[Stored data entries]
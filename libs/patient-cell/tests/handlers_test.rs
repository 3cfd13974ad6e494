use axum::http::StatusCode;
use serde_json::json;
use tower::ServiceExt;

use patient_cell::router::patient_routes;
use shared_utils::test_utils::{get_request, json_request, read_json, TestClinic};

fn patient_payload(email: &str) -> serde_json::Value {
    json!({
        "first_name": "Spoorthi",
        "last_name": "--",
        "email": email,
        "phone_number": "9876543210"
    })
}

#[tokio::test]
async fn test_create_patient_success() {
    let clinic = TestClinic::default();
    let app = patient_routes(clinic.state.clone());

    let response = app
        .oneshot(json_request("POST", "/", &patient_payload("new@example.com")))
        .await
        .unwrap();

    assert_eq!(response.status(), StatusCode::CREATED);
    let body = read_json(response).await;
    assert_eq!(body["email"], "new@example.com");
    assert!(body["id"].as_i64().unwrap() > 0);
    assert!(body["created_at"].is_string());
}

#[tokio::test]
async fn test_create_patient_duplicate_email() {
    let clinic = TestClinic::default();
    let payload = patient_payload("duplicate@example.com");

    let first = patient_routes(clinic.state.clone())
        .oneshot(json_request("POST", "/", &payload))
        .await
        .unwrap();
    assert_eq!(first.status(), StatusCode::CREATED);

    let second = patient_routes(clinic.state.clone())
        .oneshot(json_request("POST", "/", &payload))
        .await
        .unwrap();

    assert_eq!(second.status(), StatusCode::BAD_REQUEST);
    let body = read_json(second).await;
    assert!(body["error"].as_str().unwrap().contains("already registered"));
}

#[tokio::test]
async fn test_create_patient_invalid_email() {
    let clinic = TestClinic::default();

    let response = patient_routes(clinic.state.clone())
        .oneshot(json_request("POST", "/", &patient_payload("not-an-email")))
        .await
        .unwrap();

    assert_eq!(response.status(), StatusCode::UNPROCESSABLE_ENTITY);
}

#[tokio::test]
async fn test_create_patient_missing_field() {
    let clinic = TestClinic::default();

    let response = patient_routes(clinic.state.clone())
        .oneshot(json_request("POST", "/", &json!({ "first_name": "A" })))
        .await
        .unwrap();

    assert_eq!(response.status(), StatusCode::UNPROCESSABLE_ENTITY);
    let body = read_json(response).await;
    assert!(body["error"].is_string());
}

#[tokio::test]
async fn test_get_patient_round_trip() {
    let clinic = TestClinic::default();
    let patient = clinic.patient("lookup@example.com").await;

    let response = patient_routes(clinic.state.clone())
        .oneshot(get_request(&format!("/{}", patient.id)))
        .await
        .unwrap();

    assert_eq!(response.status(), StatusCode::OK);
    let body = read_json(response).await;
    assert_eq!(body["id"], patient.id);
    assert_eq!(body["email"], "lookup@example.com");
}

#[tokio::test]
async fn test_get_patient_not_found() {
    let clinic = TestClinic::default();

    let response = patient_routes(clinic.state.clone())
        .oneshot(get_request("/9999"))
        .await
        .unwrap();

    assert_eq!(response.status(), StatusCode::NOT_FOUND);
}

▶ **Your objective**
The response must contain each line above that holds the string "error".

▶ **Task answer**
    assert!(body["error"].as_str().unwrap().contains("already registered"));
    assert!(body["error"].is_string());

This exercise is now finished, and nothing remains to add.